Nel suo post del 21 ottobre 2011 The Truth About Fisting Courtney sottolinea come, malgrado la maggior parte degli atti elencati nella lista siano ormai diffusi nel porno tradizionale, molte delle proibizioni rimandino vistosamente a un problema politico più ampio, svelando l’inalterata essenza misogina, omofobica e transfobica della moderna produzione mainstream, oltre che la sua refrattarietà a una sintonia col corpo che nel fisting, ad esempio, vede una pratica relazionale di fiducia e di riscoperta dell’anatomia, in cui si può sentire il battito del cuore del partner.

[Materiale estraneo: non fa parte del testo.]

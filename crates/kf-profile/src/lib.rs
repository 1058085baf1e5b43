//! kf-profile: canonical firing-profile file format and validation.
//!
//! The profile is the persisted form of the operator's firing parameters:
//! a flat key/value mapping of the eleven bounded fields plus a format
//! version. It is written only on an explicit commit event and read once at
//! startup; write-then-read reproduces identical values.

pub mod schema;
pub mod validate;

pub use schema::{FiringProfile, LATEST_VERSION};
pub use validate::{validate_profile, ValidationError};

pub type ProfileResult<T> = Result<T, ProfileError>;

#[derive(thiserror::Error, Debug)]
pub enum ProfileError {
    #[error("Validation error: {0}")]
    Validation(#[from] ValidationError),

    #[error("I/O error: {0}")]
    Io(#[from] std::io::Error),

    #[error("YAML error: {0}")]
    Yaml(#[from] serde_yaml::Error),

    #[error("JSON error: {0}")]
    Json(#[from] serde_json::Error),
}

pub fn load_yaml(path: &std::path::Path) -> ProfileResult<FiringProfile> {
    let content = std::fs::read_to_string(path)?;
    let profile: FiringProfile = serde_yaml::from_str(&content)?;
    validate_profile(&profile)?;
    Ok(profile)
}

pub fn save_yaml(path: &std::path::Path, profile: &FiringProfile) -> ProfileResult<()> {
    validate_profile(profile)?;
    let content = serde_yaml::to_string(profile)?;
    std::fs::write(path, content)?;
    Ok(())
}

pub fn load_json(path: &std::path::Path) -> ProfileResult<FiringProfile> {
    let content = std::fs::read_to_string(path)?;
    let profile: FiringProfile = serde_json::from_str(&content)?;
    validate_profile(&profile)?;
    Ok(profile)
}

pub fn save_json(path: &std::path::Path, profile: &FiringProfile) -> ProfileResult<()> {
    validate_profile(profile)?;
    let content = serde_json::to_string_pretty(profile)?;
    std::fs::write(path, content)?;
    Ok(())
}
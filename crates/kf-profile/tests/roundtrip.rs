use kf_profile::{load_json, load_yaml, save_json, save_yaml, validate_profile, FiringProfile};
use kf_program::{FiringParameters, ParamField};

#[test]
fn roundtrip_yaml_default_profile() {
    let profile = FiringProfile::default();
    validate_profile(&profile).unwrap();

    let temp_dir = std::env::temp_dir();
    let path = temp_dir.join("kf_profile_roundtrip_default.yaml");

    save_yaml(&path, &profile).unwrap();
    let loaded = load_yaml(&path).unwrap();

    assert_eq!(profile, loaded);
}

#[test]
fn roundtrip_json_edited_profile() {
    // Commit an edit (ramp 1 target raised from 100 to 150), persist, reload.
    let mut params = FiringParameters::default();
    params.edit(ParamField::RampTarget(0), 5);
    assert_eq!(params.ramps[0].target_c, 150.0);

    let profile: FiringProfile = params.into();

    let temp_dir = std::env::temp_dir();
    let path = temp_dir.join("kf_profile_roundtrip_edited.json");

    save_json(&path, &profile).unwrap();
    let loaded = load_json(&path).unwrap();

    assert_eq!(profile, loaded);
    assert_eq!(loaded.into_parameters(), params);
}

#[test]
fn roundtrip_yaml_preserves_every_field() {
    let profile = FiringProfile {
        version: 1,
        ramp1_rate_c_per_hr: 31.0,
        ramp1_target_c: 110.0,
        ramp1_soak_min: 7.0,
        ramp2_rate_c_per_hr: 241.0,
        ramp2_target_c: 560.0,
        ramp2_soak_min: 12.0,
        ramp3_rate_c_per_hr: 199.0,
        ramp3_target_c: 1090.0,
        ramp3_soak_min: 25.0,
        cooldown_rate_c_per_hr: 141.0,
        cooldown_target_c: 190.0,
    };

    let temp_dir = std::env::temp_dir();
    let path = temp_dir.join("kf_profile_roundtrip_fields.yaml");

    save_yaml(&path, &profile).unwrap();
    let loaded = load_yaml(&path).unwrap();

    assert_eq!(profile, loaded);
}

#[test]
fn save_rejects_invalid_profile() {
    let mut profile = FiringProfile::default();
    profile.ramp1_target_c = f64::INFINITY;

    let temp_dir = std::env::temp_dir();
    let path = temp_dir.join("kf_profile_invalid.yaml");

    assert!(save_yaml(&path, &profile).is_err());
}
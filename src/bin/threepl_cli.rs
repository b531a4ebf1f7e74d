use std::sync::Arc;

use anyhow::{Context, Result};
use clap::{ArgAction, Parser, Subcommand};
use serde::Serialize;
use threepl_api::{
    config::{self, AppConfig},
    db::{self, DbPool},
    events::outbox::OutboxDispatcher,
    integrations::shipstation::{ShipStationClient, ShippingPlatform},
    notifications,
    services::tracking::TrackingSource,
    AppState,
};
use tracing::info;

#[tokio::main]
async fn main() -> Result<()> {
    let cli = Cli::parse();
    let context = CliContext::initialize().await?;

    match cli.command {
        Commands::Migrate => {
            db::run_migrations(&context.db)
                .await
                .context("failed to run migrations")?;
            println!("Migrations applied");
        }
        Commands::DrainOutbox { passes } => {
            let dispatcher = OutboxDispatcher::new(
                context.db.clone(),
                context.shipping.clone(),
                context.config.outbox.clone(),
            );
            for pass in 1..=passes.max(1) {
                let stats = dispatcher
                    .drain_once()
                    .await
                    .context("outbox drain failed")?;
                if cli.json {
                    print_json(&stats)?;
                } else {
                    println!(
                        "pass {}: claimed {} • delivered {} • rescheduled {} • failed {} • reclaimed {}",
                        pass,
                        stats.claimed,
                        stats.delivered,
                        stats.rescheduled,
                        stats.failed,
                        stats.reclaimed
                    );
                }
                if stats.claimed == 0 {
                    break;
                }
            }
        }
        Commands::Ingest { resource_url } => {
            let state = context.app_state()?;
            let report = state
                .ingestor
                .ingest_resource(&resource_url)
                .await
                .context("ingestion failed")?;
            if cli.json {
                print_json(&report)?;
            } else {
                println!(
                    "received {} • created {} • duplicates {} • excluded {} • unclassified {} • failed {}",
                    report.received,
                    report.created,
                    report.duplicates,
                    report.excluded,
                    report.unclassified,
                    report.failed.len()
                );
                for failure in &report.failed {
                    println!("- {}: {}", failure.order_number, failure.error);
                }
            }
        }
        Commands::Track {
            resource_url,
            fulfillments,
        } => {
            let state = context.app_state()?;
            let source = if fulfillments {
                TrackingSource::Fulfillments
            } else {
                TrackingSource::Shipments
            };
            let report = state
                .tracking
                .process_resource(source, &resource_url)
                .await
                .context("tracking update failed")?;
            if cli.json {
                print_json(&report)?;
            } else {
                println!(
                    "received {} • updated {} • skipped {}",
                    report.received, report.updated, report.skipped
                );
            }
        }
    }

    Ok(())
}

#[derive(Parser)]
#[command(
    name = "threepl",
    about = "Maintenance commands for the 3PL order ingestion service",
    version
)]
struct Cli {
    #[arg(
        long,
        global = true,
        action = ArgAction::SetTrue,
        help = "Render command output as pretty JSON"
    )]
    json: bool,
    #[command(subcommand)]
    command: Commands,
}

#[derive(Subcommand)]
enum Commands {
    /// Apply pending schema migrations
    Migrate,
    /// Push pending mirrored orders to the shipping platform
    DrainOutbox {
        #[arg(long, default_value_t = 1, help = "Maximum number of drain passes")]
        passes: u32,
    },
    /// Replay an order notification resource URL through ingestion
    Ingest {
        #[arg(long, help = "resource_url from an ORDER_NOTIFY webhook")]
        resource_url: String,
    },
    /// Replay a shipment or fulfillment resource URL through tracking updates
    Track {
        #[arg(long, help = "resource_url from a SHIP_NOTIFY or FULFILLMENT_SHIPPED webhook")]
        resource_url: String,
        #[arg(long, action = ArgAction::SetTrue, help = "Treat the resource as marketplace fulfillments")]
        fulfillments: bool,
    },
}

struct CliContext {
    config: AppConfig,
    db: Arc<DbPool>,
    shipping: Arc<dyn ShippingPlatform>,
}

impl CliContext {
    async fn initialize() -> Result<Self> {
        let config = config::load_config().context("failed to load application config")?;
        config::init_tracing(config.log_level(), config.log_json);

        let db_pool = db::establish_connection_from_app_config(&config)
            .await
            .context("failed to connect to database")?;
        let shipping: Arc<dyn ShippingPlatform> = Arc::new(
            ShipStationClient::new(&config.shipping).context("invalid shipping configuration")?,
        );
        info!(target: "threepl_cli", "context initialized");

        Ok(Self {
            config,
            db: Arc::new(db_pool),
            shipping,
        })
    }

    fn app_state(&self) -> Result<AppState> {
        let notifier = notifications::notifier_from_config(&self.config.notifications)
            .context("invalid notification configuration")?;
        Ok(AppState::new(
            self.db.clone(),
            self.config.clone(),
            self.shipping.clone(),
            notifier,
        ))
    }
}

fn print_json<T: Serialize>(value: &T) -> Result<()> {
    println!("{}", serde_json::to_string_pretty(value)?);
    Ok(())
}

Dall’altro lato, abbiamo il mercato dello scat, che sembra invece permissivo oltre qualunque confine rispetto alla prossimità con ogni sorta di deiezione e materia gastrointestinale: ma non bisogna approfondire poi tanto questa produzione per scoprire che si muove all’interno dello stesso regime industriale, spesso eteronormativo, che fabbrica il porno tradizionale. Non si tratta naturalmente di “pratiche degradanti” in sé, quanto del contesto in cui vengono formulate: nella stragrande maggioranza dei casi abbiamo attrici donne, caucasiche o sudamericane, che non vedono l’ora di farsi defecare addosso, ingerire tonnellate di escrementi, vomitarle e rimangiarle, in una dinamica che non è certo mistress/slave, ma un circolo chiuso di donatori sterilizzati (rigorosamente maschi) e contenitore pronto a lordarsi (rigorosamente femmina e identificata con una insaziabile latrina) e mai come gesto affermativo del proprio piacere. Alcune proposte di case come Hightide e Mfx (si guardi la brasiliana Latifa, non giovanissima, dalle fattezze quasi anonime, rassicuranti, che potremmo ritrovare in una soap-opera, così come il contesto “domestico” dei suoi film) fanno pensare più alle incursioni militari nei paesi sotto assedio e alle sevizie di Abu Ghraib, che a una riappropriazione dell’organicità del corpo*. È possibile allora una pornografia attivista, consapevole, eversiva, non assimilabile a quelle che sono nient’altro che varianti più o meno scatologiche di una pornografia mainstream normativa e serializzata?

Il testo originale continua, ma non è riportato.